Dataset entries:
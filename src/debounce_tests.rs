#[cfg(test)]
mod tests {
    use crate::debounce::{Debouncer, DEFAULT_STABLE_THRESHOLD};
    use crate::types::GestureLabel::{self, Closed, Open};

    fn feed(d: &mut Debouncer, frames: &[Option<GestureLabel>]) -> Vec<(usize, GestureLabel)> {
        frames
            .iter()
            .enumerate()
            .filter_map(|(i, f)| d.update(*f).map(|l| (i, l)))
            .collect()
    }

    // =========================================================================
    // Run resets
    // =========================================================================

    #[test]
    fn test_short_run_then_dropout_never_confirms() {
        let mut d = Debouncer::default();
        let mut frames = vec![Some(Closed); (DEFAULT_STABLE_THRESHOLD - 1) as usize];
        frames.push(None);
        assert!(feed(&mut d, &frames).is_empty());
        assert_eq!(d.state().run_length, 0);
        assert_eq!(d.state().last_raw_label, None);
        assert_eq!(d.confirmed(), None);
    }

    #[test]
    fn test_dropout_clears_confirmed_label() {
        let mut d = Debouncer::default();
        feed(&mut d, &[Some(Open), Some(Open), Some(Open)]);
        assert_eq!(d.confirmed(), Some(Open));
        d.update(None);
        assert_eq!(d.confirmed(), None);

        // Same label again must be re-confirmed from a fresh run.
        let changes = feed(&mut d, &[Some(Open), Some(Open), Some(Open)]);
        assert_eq!(changes, vec![(2, Open)]);
    }

    // =========================================================================
    // Confirmation timing
    // =========================================================================

    #[test]
    fn test_confirms_on_threshold_frame_from_empty() {
        let mut d = Debouncer::default();
        let changes = feed(&mut d, &[Some(Closed), Some(Closed), Some(Closed)]);
        assert_eq!(changes, vec![(2, Closed)]);
    }

    #[test]
    fn test_confirms_once_after_prior_open() {
        let mut d = Debouncer::default();
        feed(&mut d, &[Some(Open); 5]);
        assert_eq!(d.confirmed(), Some(Open));

        let changes = feed(&mut d, &[Some(Closed), Some(Closed), Some(Closed), Some(Closed), Some(Closed)]);
        assert_eq!(changes, vec![(2, Closed)]);
        assert_eq!(d.state().run_length, 5);
    }

    #[test]
    fn test_holding_a_label_does_not_repeat_change() {
        let mut d = Debouncer::default();
        let changes = feed(&mut d, &[Some(Open); 20]);
        assert_eq!(changes.len(), 1);
    }

    #[test]
    fn test_alternating_labels_never_confirm() {
        let mut d = Debouncer::default();
        let frames: Vec<_> = (0..101)
            .map(|i| Some(if i % 2 == 0 { Open } else { Closed }))
            .collect();
        assert!(feed(&mut d, &frames).is_empty());
        assert_eq!(d.confirmed(), None);
    }

    #[test]
    fn test_single_frame_glitch_restarts_run() {
        let mut d = Debouncer::default();
        let changes = feed(
            &mut d,
            &[Some(Closed), Some(Closed), Some(Open), Some(Closed), Some(Closed), Some(Closed)],
        );
        assert_eq!(changes, vec![(5, Closed)]);
    }

    #[test]
    fn test_custom_threshold() {
        let mut d = Debouncer::new(1);
        let changes = feed(&mut d, &[Some(Open), Some(Closed), Some(Closed)]);
        assert_eq!(changes, vec![(0, Open), (1, Closed)]);

        let zero = Debouncer::new(0);
        assert_eq!(zero.threshold(), 1);
    }
}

EXERCISE OBJECTIVE: Only those lines of the entries above that run from the line containing "assert_eq!(d.state().last_raw_label, None);" to the line containing "a fresh run.", both included, should be transcribed exactly.

ANSWER:
        assert_eq!(d.state().last_raw_label, None);
        assert_eq!(d.confirmed(), None);
    }

    #[test]
    fn test_dropout_clears_confirmed_label() {
        let mut d = Debouncer::default();
        feed(&mut d, &[Some(Open), Some(Open), Some(Open)]);
        assert_eq!(d.confirmed(), Some(Open));
        d.update(None);
        assert_eq!(d.confirmed(), None);

        // Same label again must be re-confirmed from a fresh run.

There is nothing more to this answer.